### EXERCISE BRIEF
Return the full listing, keeping every line exactly as it is.

### RECORD SET
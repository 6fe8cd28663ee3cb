//! Route and middleware assembly

use crate::constants::{FORM_PATH, HEALTH_PATH, UPLOAD_PATH};
use crate::handlers;
use crate::state::AppState;
use axum::extract::DefaultBodyLimit;
use axum::routing::{get, post};
use axum::Router;
use filedrop_core::Config;
use std::path::Path;
use std::sync::Arc;
use tower_http::limit::RequestBodyLimitLayer;
use tower_http::services::ServeDir;
use tower_http::trace::TraceLayer;

pub fn setup_routes(config: &Config, state: Arc<AppState>) -> Router {
    tracing::info!(
        public_dir = %config.public_dir(),
        max_upload_mb = config.max_upload_size_bytes() / 1024 / 1024,
        "Mounting routes"
    );
    build_router(
        state,
        Path::new(config.public_dir()),
        config.max_upload_size_bytes(),
    )
}

/// Form, upload and health routes; anything else is looked up in `public_dir`.
pub fn build_router(state: Arc<AppState>, public_dir: &Path, max_body_bytes: usize) -> Router {
    Router::new()
        .route(FORM_PATH, get(handlers::upload_form::upload_form))
        .route(UPLOAD_PATH, post(handlers::upload::upload_file))
        .route(HEALTH_PATH, get(handlers::health::liveness_check))
        .fallback_service(ServeDir::new(public_dir))
        .layer(RequestBodyLimitLayer::new(max_body_bytes))
        .layer(DefaultBodyLimit::disable())
        .layer(TraceLayer::new_for_http())
        .with_state(state)
}
pub mod temp_file;
pub mod upload;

### COMPLETED TASK
repository 6fe8cd28663ee3cb
//! Route and middleware assembly

use crate::constants::{FORM_PATH, HEALTH_PATH, UPLOAD_PATH};
use crate::handlers;
use crate::state::AppState;
use axum::extract::DefaultBodyLimit;
use axum::routing::{get, post};
use axum::Router;
use filedrop_core::Config;
use std::path::Path;
use std::sync::Arc;
use tower_http::limit::RequestBodyLimitLayer;
use tower_http::services::ServeDir;
use tower_http::trace::TraceLayer;

pub fn setup_routes(config: &Config, state: Arc<AppState>) -> Router {
    tracing::info!(
        public_dir = %config.public_dir(),
        max_upload_mb = config.max_upload_size_bytes() / 1024 / 1024,
        "Mounting routes"
    );
    build_router(
        state,
        Path::new(config.public_dir()),
        config.max_upload_size_bytes(),
    )
}

/// Form, upload and health routes; anything else is looked up in `public_dir`.
pub fn build_router(state: Arc<AppState>, public_dir: &Path, max_body_bytes: usize) -> Router {
    Router::new()
        .route(FORM_PATH, get(handlers::upload_form::upload_form))
        .route(UPLOAD_PATH, post(handlers::upload::upload_file))
        .route(HEALTH_PATH, get(handlers::health::liveness_check))
        .fallback_service(ServeDir::new(public_dir))
        .layer(RequestBodyLimitLayer::new(max_body_bytes))
        .layer(DefaultBodyLimit::disable())
        .layer(TraceLayer::new_for_http())
        .with_state(state)
}
pub mod temp_file;
pub mod upload;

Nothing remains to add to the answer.